Ahora que el carnero de la Legión ha desfilado marcialmente en la llamada Fiesta Nacional, aunque sigamos sin saber muy bien qué se celebra o, incluso, si hay algo que celebrar, convendría retomar el debate interminable sobre qué significa eso de ser español, de si lo somos porque no podemos ser otra cosa como decía Cánovas, o si aceptamos la versión de Julián Marías de que el único problema grave de España es ella misma y su incapacidad para aceptar que su unidad es su multiplicidad, y que pretender aplastarla bajo un “inerte bloque monolítico” le cierra las puertas al futuro.
Sin saber lo que somos o lo que queremos ser poco se podrá avanzar y seguiremos en un bucle interminable que hace de la historia de este país un aburridísimo día de la marmota, salvo cuando a Rajoy se le ocurre alguna definición de lo que es España o los españoles y la risa se hace viral. No se recordará, pero hace algunos años las mismas dudas sobre la identidad nacional atenazaron a Sarkozy, hoy de vuelta, y antes de enfrascarse en la refundación del capitalismo le dio por lanzar una encuesta nacional en la que pedía ideas para reafirmar el orgullo de ser francés con las que atraer a una población inmigrante cada vez más numerosa y desafecta. Lo que se daba por descontado es que los niños debían cantar la Marsellesa al menos una vez al año o dos si se trataba de la versión reducida. Y ahí quedó la cosa.
Aquí todo se complicaría bastante porque los desafectos no son precisamente los inmigrantes y porque sólo se puede cantar el himno a lo Massiel. De hecho, vamos sobrados de identidades nacionales que se revalidan en oposición a las demás. Posiblemente, una encuesta de este tipo ofrecería respuestas similares a las de aquel inmigrante paquistaní, Muhammad Sharim, que acudió no hace mucho a la entrevista preceptiva para obtener la nacionalidad: “¿Que por qué quiero ser español? Para irme a Inglaterra”.
Salvo en el franquismo, cuando el dictador bajito nos dio instrucciones precisas sobre la españolidad y la raza, y no le discutía ni la prensa, que siempre le trataba bien, las aproximaciones al concepto de español han demostrado que, por lo general, nos miran mal y nos queremos muy poco. Y ha sido así tanto en prosa como en verso: “Oyendo hablar a un hombre, fácil es/ acertar dónde vio la luz del sol;/ si os alaba Inglaterra, será inglés,/ si os habla mal de Prusia, es un francés,/ y si habla mal de España, es español”. En las mismas estamos. A algunos les sigue doliendo España, como a Unamuno, y para otros nunca hemos dejado ser un país anarquista enamorado de la sangre.

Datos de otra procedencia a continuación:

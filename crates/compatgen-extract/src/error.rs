//! Extraction error types

use std::path::PathBuf;

/// Errors raised while reading or scanning a test source file
///
/// Line numbers are 1-based.
#[derive(Debug, thiserror::Error)]
pub enum ExtractError {
    #[error("Failed to read {path}: {message}")]
    Io { path: PathBuf, message: String },

    #[error(
        "index out of bounds: annotation on line {line} is the last line, \
         did not find a function associated with the '{marker}' annotation"
    )]
    AnnotationAtEndOfFile { line: usize, marker: String },

    #[error("no test function found within {lookahead} line(s) after the annotation on line {line}")]
    FunctionNameNotFound { line: usize, lookahead: usize },

    #[error("unable to find test suite in file lines (no line contains '{signature}')")]
    SuiteNotFound { signature: String },

    #[error("unable to extract the suite function name from line {line}: {text}")]
    SuiteNameUnparsable { line: usize, text: String },

    #[error("Invalid lookahead {0}: must be at least 1")]
    InvalidLookahead(usize),

    #[error("Invalid annotation pattern: {0}")]
    InvalidPattern(String),
}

Para los nacionalistas de todos los colores se hará difícil entender que lo importante no es tanto ser españoles y pertenecer a una nación llamada España sino la relación que cada individuo mantiene con sus semejantes, llámense estos catalanes, extremeños, vascos o moldavos. Y la inversa. Las naciones son entelequias, inventos del siglo XIX que han sustituido a las religiones para satisfacer a pleno rendimiento ese inclinación casi natural del ser humano a matarse y llenar los cementerios para que las floristerías se hinchen a ganar dinero. Llámenles cobardes, pero hay gente que no quiere morir tan joven ni pasarse la vida trazando fronteras o imponiéndoselas a los demás. Por ahí tendría que ir el debate.